Records from a collection:
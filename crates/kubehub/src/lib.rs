//! juicebot kubehub – Kubernetes-backed workload source for game servers.

#![forbid(unsafe_code)]

use std::collections::BTreeMap;
use std::fmt::Debug;
use std::time::Instant;

use anyhow::{Context, Result};
use k8s_openapi::api::apps::v1::{Deployment, StatefulSet};
use k8s_openapi::NamespaceResourceScope;
use kube::{
    api::{Api, ListParams, Patch, PatchParams},
    Client, Resource,
};
use metrics::histogram;
use serde::de::DeserializeOwned;
use tracing::{debug, info};

use juicebot_core::{SourceError, Workload, WorkloadKind, WorkloadRef, WorkloadSource, DISPLAY_NAME_KEY};

/// apps/v1 kinds that expose scale-to-zero through `spec.replicas`.
trait ReplicaControlled:
    Resource<Scope = NamespaceResourceScope, DynamicType = ()> + Clone + DeserializeOwned + Debug + Send + Sync + 'static
{
    const KIND: WorkloadKind;
    fn desired(&self) -> Option<i32>;
    fn ready(&self) -> Option<i32>;
}

impl ReplicaControlled for Deployment {
    const KIND: WorkloadKind = WorkloadKind::Deployment;
    fn desired(&self) -> Option<i32> { self.spec.as_ref().and_then(|s| s.replicas) }
    fn ready(&self) -> Option<i32> { self.status.as_ref().and_then(|s| s.ready_replicas) }
}

impl ReplicaControlled for StatefulSet {
    const KIND: WorkloadKind = WorkloadKind::StatefulSet;
    fn desired(&self) -> Option<i32> { self.spec.as_ref().and_then(|s| s.replicas) }
    fn ready(&self) -> Option<i32> { self.status.as_ref().and_then(|s| s.ready_replicas) }
}

/// Project a kube object into the core model. Unset `spec.replicas` defaults to 1 server-side.
fn to_workload<K: ReplicaControlled>(obj: &K) -> Workload {
    let meta = obj.meta();
    let mut access_control = BTreeMap::new();
    if let Some(labels) = &meta.labels {
        access_control.extend(labels.iter().map(|(k, v)| (k.clone(), v.clone())));
    }
    if let Some(annos) = &meta.annotations {
        access_control.extend(annos.iter().map(|(k, v)| (k.clone(), v.clone())));
    }
    let display_name = meta.labels.as_ref().and_then(|l| l.get(DISPLAY_NAME_KEY)).cloned();
    Workload {
        namespace: meta.namespace.clone().unwrap_or_default(),
        name: meta.name.clone().unwrap_or_default(),
        kind: K::KIND,
        desired_replicas: obj.desired().unwrap_or(1).max(0) as u32,
        ready_replicas: obj.ready().unwrap_or(0).max(0) as u32,
        access_control,
        display_name,
        resource_version: meta.resource_version.clone(),
    }
}

fn map_err(e: kube::Error) -> SourceError {
    match e {
        kube::Error::Api(ae) if ae.code == 404 => SourceError::NotFound,
        kube::Error::Api(ae) if ae.code == 409 => SourceError::Conflict(ae.message),
        other => SourceError::Unavailable(other.to_string()),
    }
}

/// Merge patch for `spec.replicas`; carrying the resourceVersion turns a concurrent edit into a 409.
fn replicas_patch(count: u32, resource_version: Option<&str>) -> serde_json::Value {
    let mut patch = serde_json::json!({ "spec": { "replicas": count } });
    if let Some(rv) = resource_version {
        patch["metadata"] = serde_json::json!({ "resourceVersion": rv });
    }
    patch
}

fn elapsed_ms(started: Instant) -> f64 { started.elapsed().as_secs_f64() * 1000.0 }

/// [`WorkloadSource`] over the cluster the process is configured for.
#[derive(Clone)]
pub struct KubeSource {
    client: Client,
}

impl KubeSource {
    pub fn new(client: Client) -> Self { Self { client } }

    /// Build a client from kubeconfig (or in-cluster config) and check the apiserver answers.
    pub async fn connect() -> Result<Self> {
        let client = Client::try_default().await.context("building kubernetes client")?;
        let version = client.apiserver_version().await.context("probing kubernetes apiserver")?;
        info!(version = %version.git_version, "connected to kubernetes");
        Ok(Self { client })
    }

    async fn list<K: ReplicaControlled>(&self, namespace: &str, selector: &str) -> Result<Vec<Workload>, SourceError> {
        let started = Instant::now();
        let api: Api<K> = Api::namespaced(self.client.clone(), namespace);
        let list = api.list(&ListParams::default().labels(selector)).await.map_err(map_err)?;
        histogram!("kube_request_ms", elapsed_ms(started), "op" => "list", "kind" => K::KIND.as_str());
        debug!(kind = %K::KIND, ns = %namespace, selector = %selector, count = list.items.len(), "listed");
        Ok(list.items.iter().map(to_workload).collect())
    }

    async fn get<K: ReplicaControlled>(&self, namespace: &str, name: &str) -> Result<Workload, SourceError> {
        let started = Instant::now();
        let api: Api<K> = Api::namespaced(self.client.clone(), namespace);
        let obj = api.get_opt(name).await.map_err(map_err)?;
        histogram!("kube_request_ms", elapsed_ms(started), "op" => "get", "kind" => K::KIND.as_str());
        obj.as_ref().map(to_workload).ok_or(SourceError::NotFound)
    }

    async fn scale<K: ReplicaControlled>(&self, target: &WorkloadRef, count: u32) -> Result<(), SourceError> {
        let started = Instant::now();
        let api: Api<K> = Api::namespaced(self.client.clone(), &target.namespace);
        let payload = replicas_patch(count, target.resource_version.as_deref());
        api.patch(&target.name, &PatchParams::default(), &Patch::Merge(&payload)).await.map_err(map_err)?;
        histogram!("kube_request_ms", elapsed_ms(started), "op" => "scale", "kind" => K::KIND.as_str());
        Ok(())
    }
}

#[async_trait::async_trait]
impl WorkloadSource for KubeSource {
    async fn list_by_kind_and_marker(
        &self,
        namespace: &str,
        kind: WorkloadKind,
        marker_key: &str,
        marker_value: &str,
    ) -> Result<Vec<Workload>, SourceError> {
        let selector = format!("{}={}", marker_key, marker_value);
        match kind {
            WorkloadKind::Deployment => self.list::<Deployment>(namespace, &selector).await,
            WorkloadKind::StatefulSet => self.list::<StatefulSet>(namespace, &selector).await,
        }
    }

    async fn get_by_name(&self, namespace: &str, name: &str, kind: WorkloadKind) -> Result<Workload, SourceError> {
        match kind {
            WorkloadKind::Deployment => self.get::<Deployment>(namespace, name).await,
            WorkloadKind::StatefulSet => self.get::<StatefulSet>(namespace, name).await,
        }
    }

    async fn set_desired_replicas(&self, target: &WorkloadRef, count: u32) -> Result<(), SourceError> {
        match target.kind {
            WorkloadKind::Deployment => self.scale::<Deployment>(target, count).await,
            WorkloadKind::StatefulSet => self.scale::<StatefulSet>(target, count).await,
        }
    }
}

* Required work
Copy the records above exactly, beginning at the line that contains "apps/v1 kinds that" and stopping after the line that contains "const KIND: WorkloadKind = WorkloadKind::StatefulSet;".

* Answer section
/// apps/v1 kinds that expose scale-to-zero through `spec.replicas`.
trait ReplicaControlled:
    Resource<Scope = NamespaceResourceScope, DynamicType = ()> + Clone + DeserializeOwned + Debug + Send + Sync + 'static
{
    const KIND: WorkloadKind;
    fn desired(&self) -> Option<i32>;
    fn ready(&self) -> Option<i32>;
}

impl ReplicaControlled for Deployment {
    const KIND: WorkloadKind = WorkloadKind::Deployment;
    fn desired(&self) -> Option<i32> { self.spec.as_ref().and_then(|s| s.replicas) }
    fn ready(&self) -> Option<i32> { self.status.as_ref().and_then(|s| s.ready_replicas) }
}

impl ReplicaControlled for StatefulSet {
    const KIND: WorkloadKind = WorkloadKind::StatefulSet;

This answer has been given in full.